Only the lines below starting at the one containing "use crate::error::AppError;" and ending at the one containing "flotta in sharing.\n\" belong in the answer, each copied exactly.

┌─ EXCERPTED RECORDS

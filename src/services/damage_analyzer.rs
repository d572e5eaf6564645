//! Damage analyzers: derive a session's damage list from its photos.

use std::path::Path;
use std::sync::Arc;

use async_trait::async_trait;
use base64::Engine;
use base64::engine::general_purpose::STANDARD;
use serde_json::Value;
use tracing::{info, warn};

use super::photo_store::PhotoStore;
use super::vision::{VisionClient, VisionError, is_reasoning_model};
use crate::config::AnalyzerBackend;
use crate::entity::photo;
use crate::error::AppError;
use crate::models::{DamageRecord, DamageType, Severity, Zone};

const ANALYSIS_MAX_TOKENS: u32 = 1024;
const ANALYSIS_MAX_TOKENS_REASONING: u32 = 2048;

/// Failures of one analysis run. Never rendered over HTTP.
#[derive(Debug, thiserror::Error)]
pub enum AnalysisError {
    #[error("vision provider credential is not configured")]
    NotConfigured,

    #[error(transparent)]
    Vision(#[from] VisionError),

    #[error("provider reply field 'damages' is not a list")]
    MalformedDamages,

    #[error(transparent)]
    Storage(#[from] AppError),
}

#[async_trait]
pub trait DamageAnalyzer: Send + Sync {
    /// Short backend name for logs.
    fn name(&self) -> &'static str;

    /// Analyze a session's photos. Every returned record is vocabulary-valid.
    async fn analyze(&self, photos: &[photo::Model]) -> Result<Vec<DamageRecord>, AnalysisError>;
}

fn damage_prompt() -> String {
    let join = |items: Vec<&str>| items.join(", ");
    format!(
        "Sei un perito che ispeziona veicoli elettrici leggeri di una flotta in sharing.\n\
         Ti vengono fornite le foto dello stesso veicolo scattate da più angolazioni.\n\
         Individua i danni visibili alla carrozzeria e alle parti esterne.\n\
         \n\
         Rispondi SOLO con un oggetto JSON (nessun testo aggiuntivo) in questo formato:\n\
         {{\n  \"damages\": [\n    {{\n      \"damage_type\": \"...\",\n      \
         \"severity\": \"...\",\n      \"zone\": \"...\",\n      \
         \"description\": \"breve descrizione in italiano\"\n    }}\n  ]\n}}\n\
         \n\
         Valori ammessi:\n\
         - damage_type: {}\n\
         - severity: {}\n\
         - zone: {}\n\
         \n\
         Se non vedi danni rispondi {{\"damages\": []}}. Non inventare danni non visibili.\n",
        join(DamageType::ALL.iter().map(|t| t.as_str()).collect()),
        join(Severity::ALL.iter().map(|s| s.as_str()).collect()),
        join(Zone::ALL.iter().map(|z| z.as_str()).collect()),
    )
}

/// Pull vocabulary-valid damages out of a provider reply, logging the rest.
pub fn extract_damages(reply: &Value) -> Result<Vec<DamageRecord>, AnalysisError> {
    let entries = match reply.get("damages") {
        None | Some(Value::Null) => return Ok(Vec::new()),
        Some(Value::Array(entries)) => entries,
        Some(_) => return Err(AnalysisError::MalformedDamages),
    };

    let mut accepted = Vec::with_capacity(entries.len());
    for entry in entries {
        match DamageRecord::from_value(entry) {
            Some(record) => accepted.push(record),
            None => warn!("Skipping invalid damage entry: {}", entry),
        }
    }

    Ok(accepted)
}

/// Analyzer backed by the hosted vision model. Fails closed without a credential.
pub struct VisionDamageAnalyzer {
    client: VisionClient,
    store: PhotoStore,
}

impl VisionDamageAnalyzer {
    pub fn new(client: VisionClient, store: PhotoStore) -> Self {
        Self { client, store }
    }

    fn max_tokens(&self) -> u32 {
        if is_reasoning_model(self.client.model()) {
            ANALYSIS_MAX_TOKENS_REASONING
        } else {
            ANALYSIS_MAX_TOKENS
        }
    }
}

#[async_trait]
impl DamageAnalyzer for VisionDamageAnalyzer {
    fn name(&self) -> &'static str {
        "vision"
    }

    async fn analyze(&self, photos: &[photo::Model]) -> Result<Vec<DamageRecord>, AnalysisError> {
        if !self.client.is_configured() {
            return Err(AnalysisError::NotConfigured);
        }

        let mut images = Vec::with_capacity(photos.len());
        for photo in photos {
            match self.store.read(Path::new(&photo.file_path)).await {
                Ok(bytes) => images.push(STANDARD.encode(bytes)),
                Err(e) => warn!(
                    photo_id = %photo.id,
                    path = %photo.file_path,
                    "Skipping unreadable photo: {}",
                    e
                ),
            }
        }

        if images.is_empty() {
            info!("No readable photos, nothing to analyze");
            return Ok(Vec::new());
        }

        let reply = self
            .client
            .complete_json(&damage_prompt(), &images, self.max_tokens())
            .await?;

        extract_damages(&reply)
    }
}

/// Deterministic analyzer keyed on angle labels, for demos and offline runs.
pub struct StubDamageAnalyzer;

#[async_trait]
impl DamageAnalyzer for StubDamageAnalyzer {
    fn name(&self) -> &'static str {
        "stub"
    }

    async fn analyze(&self, photos: &[photo::Model]) -> Result<Vec<DamageRecord>, AnalysisError> {
        let has_label = |label: &str| photos.iter().any(|p| p.angle_label == label);
        let mut damages = Vec::new();

        if has_label("fronte") {
            damages.push(DamageRecord::new(
                DamageType::Graffio,
                Severity::Lieve,
                Zone::Frontale,
                "Graffio superficiale sulla carenatura frontale",
            ));
        }

        if has_label("lato_sinistro") {
            damages.push(DamageRecord::new(
                DamageType::Ammaccatura,
                Severity::Moderato,
                Zone::LateraleSinistro,
                "Ammaccatura sulla fiancata sinistra",
            ));
        }

        Ok(damages)
    }
}

/// Build the analyzer selected in configuration.
pub fn analyzer_for(
    backend: AnalyzerBackend,
    client: VisionClient,
    store: PhotoStore,
) -> Arc<dyn DamageAnalyzer> {
    match backend {
        AnalyzerBackend::Vision => Arc::new(VisionDamageAnalyzer::new(client, store)),
        AnalyzerBackend::Stub => Arc::new(StubDamageAnalyzer),
    }
}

└─

** TASK RESPONSE **
use crate::error::AppError;
use crate::models::{DamageRecord, DamageType, Severity, Zone};

const ANALYSIS_MAX_TOKENS: u32 = 1024;
const ANALYSIS_MAX_TOKENS_REASONING: u32 = 2048;

/// Failures of one analysis run. Never rendered over HTTP.
#[derive(Debug, thiserror::Error)]
pub enum AnalysisError {
    #[error("vision provider credential is not configured")]
    NotConfigured,

    #[error(transparent)]
    Vision(#[from] VisionError),

    #[error("provider reply field 'damages' is not a list")]
    MalformedDamages,

    #[error(transparent)]
    Storage(#[from] AppError),
}

#[async_trait]
pub trait DamageAnalyzer: Send + Sync {
    /// Short backend name for logs.
    fn name(&self) -> &'static str;

    /// Analyze a session's photos. Every returned record is vocabulary-valid.
    async fn analyze(&self, photos: &[photo::Model]) -> Result<Vec<DamageRecord>, AnalysisError>;
}

fn damage_prompt() -> String {
    let join = |items: Vec<&str>| items.join(", ");
    format!(
        "Sei un perito che ispeziona veicoli elettrici leggeri di una flotta in sharing.\n\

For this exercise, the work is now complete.